If driving is a privelege why don’t we take the right away from everyone for a year and see how much production goes on in the world? See how many ppl can get to work on public transportation:-)..that’d be a good one. Oo or better yet how fast things are sent from one place to the fits it ships doesn’t exactly work on the internet. And let’s be honest there is nothing enjoyable about driving most anywhere anymore. The roads are shit, causeing rapid ware and tare which causes more over priced expenses when repairing the vehicle. The police are armed with so many laws they can stick to you while driving THEY don’t even know em all, so there’s always the worry of tickets. Oooo and don’t forget since the “click it or stick it” law went into effect whiplash went up like crazy in fender benders where normally there would be no injuries. So? You say well it also caused the insureance rates to go up since the companies are now haveing to pay on almost all cases now.. privelege HA! Take it away I dare ya:-)see how happy ppl are not have to commit to a daily routine of slavery leaving them time with family.
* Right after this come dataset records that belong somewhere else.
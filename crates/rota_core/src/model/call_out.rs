//! Call-out (absence) records and their coverage.
//!
//! # Invariants
//! - `covered_by` starts as `None` and only changes through coverage assignment.
//! - Person references may dangle; readers resolve them to "absent".

use crate::model::category::CategoryKey;
use crate::model::person::{Person, PersonId};
use chrono::{DateTime, Utc};
use serde::{Deserialize, Serialize};
use std::error::Error;
use std::fmt::{Display, Formatter};
use std::str::FromStr;

/// Reported reason for an absence.
#[derive(Debug, Clone, Copy, PartialEq, Eq, Hash, Serialize, Deserialize)]
pub enum CallOutReason {
    #[serde(rename = "Sick Leave")]
    SickLeave,
    #[serde(rename = "Family Emergency")]
    FamilyEmergency,
    #[serde(rename = "Personal Emergency")]
    PersonalEmergency,
    #[serde(rename = "Medical Appointment")]
    MedicalAppointment,
    #[serde(rename = "Transportation Issues")]
    TransportationIssues,
    #[serde(rename = "Weather Related")]
    WeatherRelated,
    Other,
}

impl CallOutReason {
    pub const ALL: [CallOutReason; 7] = [
        Self::SickLeave,
        Self::FamilyEmergency,
        Self::PersonalEmergency,
        Self::MedicalAppointment,
        Self::TransportationIssues,
        Self::WeatherRelated,
        Self::Other,
    ];

    pub fn label(self) -> &'static str {
        match self {
            Self::SickLeave => "Sick Leave",
            Self::FamilyEmergency => "Family Emergency",
            Self::PersonalEmergency => "Personal Emergency",
            Self::MedicalAppointment => "Medical Appointment",
            Self::TransportationIssues => "Transportation Issues",
            Self::WeatherRelated => "Weather Related",
            Self::Other => "Other",
        }
    }
}

impl Display for CallOutReason {
    fn fmt(&self, f: &mut Formatter<'_>) -> std::fmt::Result {
        f.write_str(self.label())
    }
}

/// Reason text matched none of the known labels.
#[derive(Debug, Clone, PartialEq, Eq)]
pub struct UnknownReason(pub String);

impl Display for UnknownReason {
    fn fmt(&self, f: &mut Formatter<'_>) -> std::fmt::Result {
        write!(f, "unknown call-out reason `{}`", self.0)
    }
}

impl Error for UnknownReason {}

impl FromStr for CallOutReason {
    type Err = UnknownReason;

    /// Accepts the display label case-insensitively (`"sick leave"`).
    fn from_str(s: &str) -> Result<Self, Self::Err> {
        let needle = s.trim();
        Self::ALL
            .into_iter()
            .find(|reason| reason.label().eq_ignore_ascii_case(needle))
            .ok_or_else(|| UnknownReason(s.to_string()))
    }
}

/// Input for recording one call-out.
#[derive(Debug, Clone, PartialEq, Eq)]
pub struct CallOutRequest {
    pub person_id: PersonId,
    /// Free-text shift description, e.g. `"AM"`.
    pub shift: String,
    pub notes: String,
    pub category: CategoryKey,
    pub reason: CallOutReason,
}

/// One recorded absence.
#[derive(Debug, Clone, PartialEq, Eq, Serialize, Deserialize)]
pub struct CalledOutShift {
    pub date: DateTime<Utc>,
    pub called_out_person_id: PersonId,
    pub covered_by_person_id: Option<PersonId>,
    pub category: CategoryKey,
    pub shift: String,
    pub notes: String,
    pub reason: CallOutReason,
}

impl CalledOutShift {
    /// Builds an uncovered entry stamped at `date`.
    pub fn from_request(request: CallOutRequest, date: DateTime<Utc>) -> Self {
        Self {
            date,
            called_out_person_id: request.person_id,
            covered_by_person_id: None,
            category: request.category,
            shift: request.shift,
            notes: request.notes,
            reason: request.reason,
        }
    }

    pub fn is_covered(&self) -> bool {
        self.covered_by_person_id.is_some()
    }
}

/// Call-out joined with the people it references.
#[derive(Debug, Clone, Copy, PartialEq, Eq)]
pub struct ResolvedCallOut<'a> {
    pub call_out: &'a CalledOutShift,
    pub person: &'a Person,
    /// `None` when uncovered or when the coverer no longer resolves.
    pub covered_by: Option<&'a Person>,
}

/// Resolves call-outs against a person lookup.
///
/// Entries whose called-out person does not resolve are omitted.
pub fn resolve_call_outs<'a, F>(entries: &'a [CalledOutShift], lookup: F) -> Vec<ResolvedCallOut<'a>>
where
    F: Fn(&PersonId) -> Option<&'a Person>,
{
    entries
        .iter()
        .filter_map(|call_out| {
            let person = lookup(&call_out.called_out_person_id)?;
            let covered_by = call_out.covered_by_person_id.as_ref().and_then(&lookup);
            Some(ResolvedCallOut {
                call_out,
                person,
                covered_by,
            })
        })
        .collect()
}

#[cfg(test)]
mod tests {
    use super::CallOutReason;

    #[test]
    fn reason_parses_labels_case_insensitively() {
        assert_eq!(
            "sick leave".parse::<CallOutReason>().unwrap(),
            CallOutReason::SickLeave
        );
        assert_eq!(
            " Weather Related ".parse::<CallOutReason>().unwrap(),
            CallOutReason::WeatherRelated
        );
        assert!("Vacation".parse::<CallOutReason>().is_err());
    }

    #[test]
    fn reason_serializes_as_label() {
        let json = serde_json::to_value(CallOutReason::TransportationIssues).unwrap();
        assert_eq!(json, "Transportation Issues");
    }
}
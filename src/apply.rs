//! Row-wise transforms for series and frames.
//!
//! The transform sees every row once, in ascending order, and returns either a
//! replacement or `None` to keep the row as it is. In place, replacements are
//! collected during the traversal and written only once it finished, so an
//! error or cancellation leaves the target untouched.

use log::trace;

use crate::cancel::CancelToken;
use crate::column::Element;
use crate::error::{CallbackError, FrameError, FrameResult};
use crate::frame::{DataFrame, FrameData, Row, RowValues};
use crate::options::{ApplyOptions, IteratorOptions};
use crate::series::{Series, SeriesData};

impl<T: Element> SeriesData<T> {
    /// Returns a new series with `transform` applied to every value.
    pub fn apply<F, E>(&self, token: &CancelToken, mut transform: F) -> FrameResult<Series<T>>
    where
        F: FnMut(&T, usize, usize) -> Result<Option<T>, E>,
        E: Into<CallbackError>,
    {
        let mut copy = self.empty_like(self.len());
        for step in self.iter(IteratorOptions::default()) {
            token.check()?;
            let replaced = transform(&step.value, step.index, step.total).map_err(FrameError::predicate)?;
            copy.append([replaced.unwrap_or(step.value)]);
        }
        trace!("apply on '{}' produced {} rows", self.name(), copy.len());
        Ok(Series::from_data(copy))
    }

    /// Replaces every value for which `transform` returns `Some`.
    pub fn apply_in_place<F, E>(&mut self, token: &CancelToken, mut transform: F) -> FrameResult<()>
    where
        F: FnMut(&T, usize, usize) -> Result<Option<T>, E>,
        E: Into<CallbackError>,
    {
        let mut updates = Vec::new();
        for step in self.iter(IteratorOptions::default()) {
            token.check()?;
            if let Some(value) = transform(&step.value, step.index, step.total).map_err(FrameError::predicate)? {
                updates.push((step.index, value));
            }
        }
        trace!("apply on '{}' updates {} of {} rows", self.name(), updates.len(), self.len());
        for (row, value) in updates {
            self.update(row as isize, value)?;
        }
        Ok(())
    }
}

impl<T: Element> Series<T> {
    /// Applies under the series lock: shared in copy mode, exclusive in place.
    ///
    /// Returns the new series in copy mode and `None` in place.
    pub fn apply<F, E>(
        &self,
        token: &CancelToken,
        transform: F,
        options: ApplyOptions,
    ) -> FrameResult<Option<Series<T>>>
    where
        F: FnMut(&T, usize, usize) -> Result<Option<T>, E>,
        E: Into<CallbackError>,
    {
        if options.in_place {
            self.write().apply_in_place(token, transform)?;
            Ok(None)
        } else {
            self.read().apply(token, transform).map(Some)
        }
    }
}

impl FrameData {
    /// Returns a new frame built from the transformed rows.
    ///
    /// A returned row must supply a value for every column. Rows mapped to
    /// `None` are carried over unchanged.
    pub fn apply<F, E>(&self, token: &CancelToken, mut transform: F) -> FrameResult<DataFrame>
    where
        F: FnMut(&Row, usize, usize) -> Result<Option<RowValues>, E>,
        E: Into<CallbackError>,
    {
        let mut copy = FrameData::new(self.clone_empty(self.n_rows()))?;
        for step in self.iter(IteratorOptions::default()) {
            token.check()?;
            match transform(&step.value, step.index, step.total).map_err(FrameError::predicate)? {
                Some(values) => copy.append(values)?,
                None => copy.append(step.value)?,
            }
        }
        trace!("frame apply produced {} rows", copy.n_rows());
        Ok(DataFrame::from_data(copy))
    }

    /// Overwrites every row for which `transform` returns `Some`.
    ///
    /// Replacement rows are validated during the traversal; nothing is written
    /// unless every row was accepted.
    pub fn apply_in_place<F, E>(&mut self, token: &CancelToken, mut transform: F) -> FrameResult<()>
    where
        F: FnMut(&Row, usize, usize) -> Result<Option<RowValues>, E>,
        E: Into<CallbackError>,
    {
        let mut updates = Vec::new();
        for step in self.iter(IteratorOptions::default()) {
            token.check()?;
            if let Some(values) = transform(&step.value, step.index, step.total).map_err(FrameError::predicate)? {
                updates.push((step.index, self.prepare_row(values)?));
            }
        }
        trace!("frame apply updates {} of {} rows", updates.len(), self.n_rows());
        for (row, cells) in updates {
            self.write_row(row as isize, cells)?;
        }
        Ok(())
    }
}

impl DataFrame {
    /// Applies under the frame lock: shared in copy mode, exclusive in place.
    ///
    /// Returns the new frame in copy mode and `None` in place.
    pub fn apply<F, E>(
        &self,
        token: &CancelToken,
        transform: F,
        options: ApplyOptions,
    ) -> FrameResult<Option<DataFrame>>
    where
        F: FnMut(&Row, usize, usize) -> Result<Option<RowValues>, E>,
        E: Into<CallbackError>,
    {
        if options.in_place {
            self.write().apply_in_place(token, transform)?;
            Ok(None)
        } else {
            self.read().apply(token, transform).map(Some)
        }
    }
}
Also take notice to how the states income would fall dramaticly

AGPPM says:

False Positive

As someone who has a breathalyzer in my car, I can tell you that it is NOT rare to have them give a false positive. When I was convicted for my DUI, I quit drinking all together. However, in the first 3 months of having it in my car, it gave me around 4 failed tests. I had to call in sick to work on one of them and I was over an hour late on another. Luckily, I have a very forgiving boss. Come to find out, my energy drink was what was giving me the false positive. That’s a pretty astounding problem if an energy drink is putting me over the “legal limit”. And because I had 4 “failed tests”, another 4 months was added to my time. How is that right??
As someone who broke the law, I accept my punishment. However, forcing me to put a breathalyzer in my car that gives me “false positive” tests, is just wrong. People who make the poor decision to drive after a few drinks, deserve to be punished. It’s the law and everyone knows its the law. But, putting breathalyzers in cars that get you in MORE trouble, even when you quit drinking, is not cool.